Memory is perhaps the most alluring topic of research in psychology, cognitive science, and neuroscience. Through decades of trivial and breakthrough research insights, we know a little bit about memory.
In fact, some of the aspects of memory have become common knowledge. You’ll see people say ‘my short term memory is bad but long-term memory is good’. People know two types of memory, and that is good.
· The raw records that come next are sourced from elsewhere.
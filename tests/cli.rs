//! CLI integration tests for the `jt` binary.
//!
//! Each test runs in its own temp directory so config discovery and
//! default output names never touch the source tree.

use std::path::{Path, PathBuf};
use std::process::Command;

use serde_json::Value;
use tempfile::TempDir;

fn jt_binary() -> PathBuf {
    PathBuf::from(env!("CARGO_BIN_EXE_jt"))
}

fn script(name: &str) -> PathBuf {
    Path::new(env!("CARGO_MANIFEST_DIR")).join("tests/scripts").join(name)
}

/// Run jt in `dir` and return (stdout, stderr, exit code).
fn run_jt(dir: &Path, args: &[&str]) -> (String, String, i32) {
    let output = Command::new(jt_binary())
        .current_dir(dir)
        .args(args)
        .output()
        .expect("Failed to execute jt");
    let stdout = String::from_utf8_lossy(&output.stdout).to_string();
    let stderr = String::from_utf8_lossy(&output.stderr).to_string();
    (stdout, stderr, output.status.code().unwrap_or(-1))
}

fn read_json(path: &Path) -> Value {
    serde_json::from_str(&std::fs::read_to_string(path).expect("output file")).expect("valid JSON")
}

// ============================================================================
// export
// ============================================================================

#[test]
fn test_export_banner_script() {
    let temp = TempDir::new().unwrap();
    let banner = script("banner.jts");
    let (stdout, stderr, code) = run_jt(
        temp.path(),
        &["export", banner.to_str().unwrap(), "--width", "8", "--height", "2", "-o", "banner"],
    );
    assert_eq!(code, 0, "export should succeed: {}", stderr);
    assert!(stdout.contains("banner.jt"));

    let json = read_json(&temp.path().join("banner.jt"));
    let data = &json[0]["data"];
    assert_eq!(json[0]["dataType"], 1);
    assert_eq!(data["pixelWidth"], 8);
    assert_eq!(data["pixelHeight"], 2);
    let payload: Vec<u64> =
        data["graffitiData"].as_array().unwrap().iter().map(|v| v.as_u64().unwrap()).collect();
    assert_eq!(
        payload,
        vec![
            0xC0, 0xC0, 0xC0, 0, 0, 0, 0, 0xC0, // red
            0, 0, 0, 0, 0, 0, 0, 0, // green
            0, 0, 0, 0xC0, 0xC0, 0xC0, 0xC0, 0, // blue
        ]
    );
}

#[test]
fn test_export_animation_script() {
    let temp = TempDir::new().unwrap();
    let blink = script("blink.jts");
    let (_, stderr, code) = run_jt(
        temp.path(),
        &["export", blink.to_str().unwrap(), "--width", "4", "--height", "8", "-o", "blink.jt"],
    );
    assert_eq!(code, 0, "export should succeed: {}", stderr);

    let json = read_json(&temp.path().join("blink.jt"));
    let data = &json[0]["data"];
    assert_eq!(json[0]["dataType"], 0);
    assert_eq!(data["frameNum"], 3);
    assert_eq!(data["delays"], 100);
    assert_eq!(data["aniData"].as_array().unwrap().len(), 3 * 3 * 4);
}

#[test]
fn test_export_uses_config_defaults() {
    let temp = TempDir::new().unwrap();
    std::fs::write(
        temp.path().join("jt.toml"),
        "[canvas]\nwidth = 3\nheight = 8\n\n[export]\ndefault_name = \"panel\"\npretty = true\n",
    )
    .unwrap();

    let (_, stderr, code) = run_jt(temp.path(), &["export"]);
    assert_eq!(code, 0, "export should succeed: {}", stderr);

    let text = std::fs::read_to_string(temp.path().join("panel.jt")).unwrap();
    assert!(text.contains('\n'), "pretty output spans lines");
    let json: Value = serde_json::from_str(&text).unwrap();
    assert_eq!(json[0]["data"]["pixelWidth"], 3);
    assert_eq!(json[0]["data"]["graffitiData"].as_array().unwrap().len(), 9);
}

#[test]
fn test_export_rejects_zero_delay() {
    let temp = TempDir::new().unwrap();
    let (_, stderr, code) = run_jt(temp.path(), &["export", "--delay", "0"]);
    assert_eq!(code, 2);
    assert!(stderr.contains("Error"));
    assert!(!temp.path().join("image.jt").exists());
}

#[test]
fn test_export_script_error_names_line() {
    let temp = TempDir::new().unwrap();
    let broken = script("broken.jts");
    let (_, stderr, code) = run_jt(temp.path(), &["export", broken.to_str().unwrap()]);
    assert_eq!(code, 1);
    assert!(stderr.contains("line 2"), "stderr was: {}", stderr);
    assert!(!temp.path().join("image.jt").exists());
}

#[test]
fn test_export_from_existing_file() {
    let temp = TempDir::new().unwrap();
    let blink = script("blink.jts");
    let (_, _, code) = run_jt(
        temp.path(),
        &["export", blink.to_str().unwrap(), "--width", "2", "--height", "8", "-o", "src"],
    );
    assert_eq!(code, 0);

    // Re-export only the current frame of the decoded animation
    let (_, stderr, code) =
        run_jt(temp.path(), &["export", "--from", "src.jt", "--mode", "static", "-o", "still"]);
    assert_eq!(code, 0, "re-export should succeed: {}", stderr);
    let json = read_json(&temp.path().join("still.jt"));
    assert_eq!(json[0]["dataType"], 1);
    assert_eq!(json[0]["data"]["graffitiData"].as_array().unwrap().len(), 3 * 2);
}

#[test]
fn test_export_from_existing_file_applies_colors() {
    let temp = TempDir::new().unwrap();
    let (_, _, code) = run_jt(temp.path(), &["export", "--width", "2", "--height", "8", "-o", "blank"]);
    assert_eq!(code, 0);

    let corners = script("corners.jts");
    let (_, stderr, code) = run_jt(
        temp.path(),
        &[
            "export",
            corners.to_str().unwrap(),
            "--from",
            "blank.jt",
            "--primary",
            "red",
            "--secondary",
            "blue",
            "-o",
            "painted",
        ],
    );
    assert_eq!(code, 0, "export should succeed: {}", stderr);

    let json = read_json(&temp.path().join("painted.jt"));
    let payload: Vec<u64> = json[0]["data"]["graffitiData"]
        .as_array()
        .unwrap()
        .iter()
        .map(|v| v.as_u64().unwrap())
        .collect();
    // red plane, green plane, blue plane; one byte per column
    assert_eq!(payload, vec![0x80, 0, 0, 0, 0, 0x80]);
}

#[test]
fn test_export_from_rejects_size_flags() {
    let temp = TempDir::new().unwrap();
    let (_, _, code) = run_jt(temp.path(), &["export", "-o", "blank"]);
    assert_eq!(code, 0);

    let (_, stderr, code) =
        run_jt(temp.path(), &["export", "--from", "blank.jt", "--width", "4", "-o", "resized"]);
    assert_eq!(code, 2);
    assert!(stderr.contains("--width"), "stderr was: {}", stderr);
    assert!(!temp.path().join("resized.jt").exists());
}

// ============================================================================
// inspect
// ============================================================================

#[test]
fn test_inspect_text_and_json() {
    let temp = TempDir::new().unwrap();
    let banner = script("banner.jts");
    let (_, _, code) = run_jt(
        temp.path(),
        &["export", banner.to_str().unwrap(), "--width", "8", "--height", "2", "-o", "banner"],
    );
    assert_eq!(code, 0);

    let (stdout, _, code) = run_jt(temp.path(), &["inspect", "banner.jt"]);
    assert_eq!(code, 0);
    assert!(stdout.contains("Size: 8x2"));
    assert!(stdout.contains("RRRBBBBR"));
    assert!(stdout.contains("Red: ["));

    let (stdout, _, code) = run_jt(temp.path(), &["inspect", "banner.jt", "--json"]);
    assert_eq!(code, 0);
    let json: Value = serde_json::from_str(&stdout).expect("valid JSON");
    assert_eq!(json["mode"], "static");
    assert_eq!(json["frameCount"], 1);
    assert_eq!(json["frames"][0][0][0], "red");
    assert_eq!(json["frames"][0][1][7], "red");
}

#[test]
fn test_inspect_rejects_garbage() {
    let temp = TempDir::new().unwrap();
    std::fs::write(temp.path().join("bad.jt"), "[{\"dataType\": 7, \"data\": {}}]").unwrap();
    let (_, stderr, code) = run_jt(temp.path(), &["inspect", "bad.jt"]);
    assert_eq!(code, 1);
    assert!(stderr.contains("bad.jt"));
}

// ============================================================================
// preview and palette
// ============================================================================

#[test]
fn test_preview_writes_scaled_png() {
    let temp = TempDir::new().unwrap();
    let banner = script("banner.jts");
    let (_, stderr, code) = run_jt(
        temp.path(),
        &[
            "preview",
            banner.to_str().unwrap(),
            "--width",
            "8",
            "--height",
            "2",
            "--scale",
            "4",
            "-o",
            "banner",
        ],
    );
    assert_eq!(code, 0, "preview should succeed: {}", stderr);

    let image = image::open(temp.path().join("banner.png")).unwrap().to_rgba8();
    assert_eq!(image.dimensions(), (32, 8));
    assert_eq!(image.get_pixel(0, 0).0, [255, 0, 0, 255]);
    assert_eq!(image.get_pixel(31, 7).0, [255, 0, 0, 255]);
    assert_eq!(image.get_pixel(16, 0).0, [0, 0, 255, 255]);
}

#[test]
fn test_preview_missing_frame() {
    let temp = TempDir::new().unwrap();
    let (_, stderr, code) =
        run_jt(temp.path(), &["preview", "--width", "2", "--height", "2", "--frame", "4", "-o", "x"]);
    assert_eq!(code, 2);
    assert!(stderr.contains("Error"));
}

#[test]
fn test_palette_lists_all_colors() {
    let temp = TempDir::new().unwrap();
    let (stdout, _, code) = run_jt(temp.path(), &["palette"]);
    assert_eq!(code, 0);
    for name in ["Black", "Red", "Green", "Yellow", "Blue", "Magenta", "Cyan", "White"] {
        assert!(stdout.contains(name), "missing {}", name);
    }
    assert!(stdout.contains("101"));
    assert!(stdout.contains("#FF00FF"));
}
Some are even aware of the types of content they remember well (facts, names, places, directions, etc.) The self-reflective nature of one’s own memories produces intuitive insight
…. But there is the labyrinth of research that is confusing and yet solid in certain contexts. We know a lot, and we do not know a lot. In this article, we will look at what the research says about our memory. Also, try to reflect upon your own memories using these models. Should be fun!
There are two ways we can look at memory.
- How the biology in the brain accommodates and represents memory (neurons, brain organization, and the conscious memory stuff you remember)
- The structure of memory systems in the brain – models that explain how we absorb information and reproduce it.
Today, we will look at point 2. In this relatively technical post, we will look at the various models of memory. Starting with the simpler ones that are almost intuitive and ending with a sophisticated one that has been through many iterations to account for stable empirical findings. Each model has uses and limitations. Newer models attempt to overcome the limitations, explain the evidence, and accurately predict.
Table of Contents
This is how your memory works: 5 Theories of memory in psychology
The evolution of memory models Before I get into 5 theories of memory, let us define the types of memory and related concepts.
Glossary: Key memory terms and concepts
- Attention: Deliberate or grabbed focus of awareness toward certain information or stimuli
- Short-term memory: A temporary storage of information (one time passwords, phone numbers)
- Long-term memory: The long-term storage of memory (life events, personal details, unique skills). This may not be genuinely unlimited/infinite but can keep growing.
- Working memory: A reconceptualization of Short-term memory where information is not just temporarily stored but is also manipulated (active thinking, logic, mental math, mentally updating a grocery list).
- Implicit memory (non-declarative memory): Internalized aspects of memory that are largely unconscious. Such as swimming or singing the lyrics of a song you haven’t deliberately learned. It also includes information that affects your actions without your awareness such as obeying game rules or driving maneuvers.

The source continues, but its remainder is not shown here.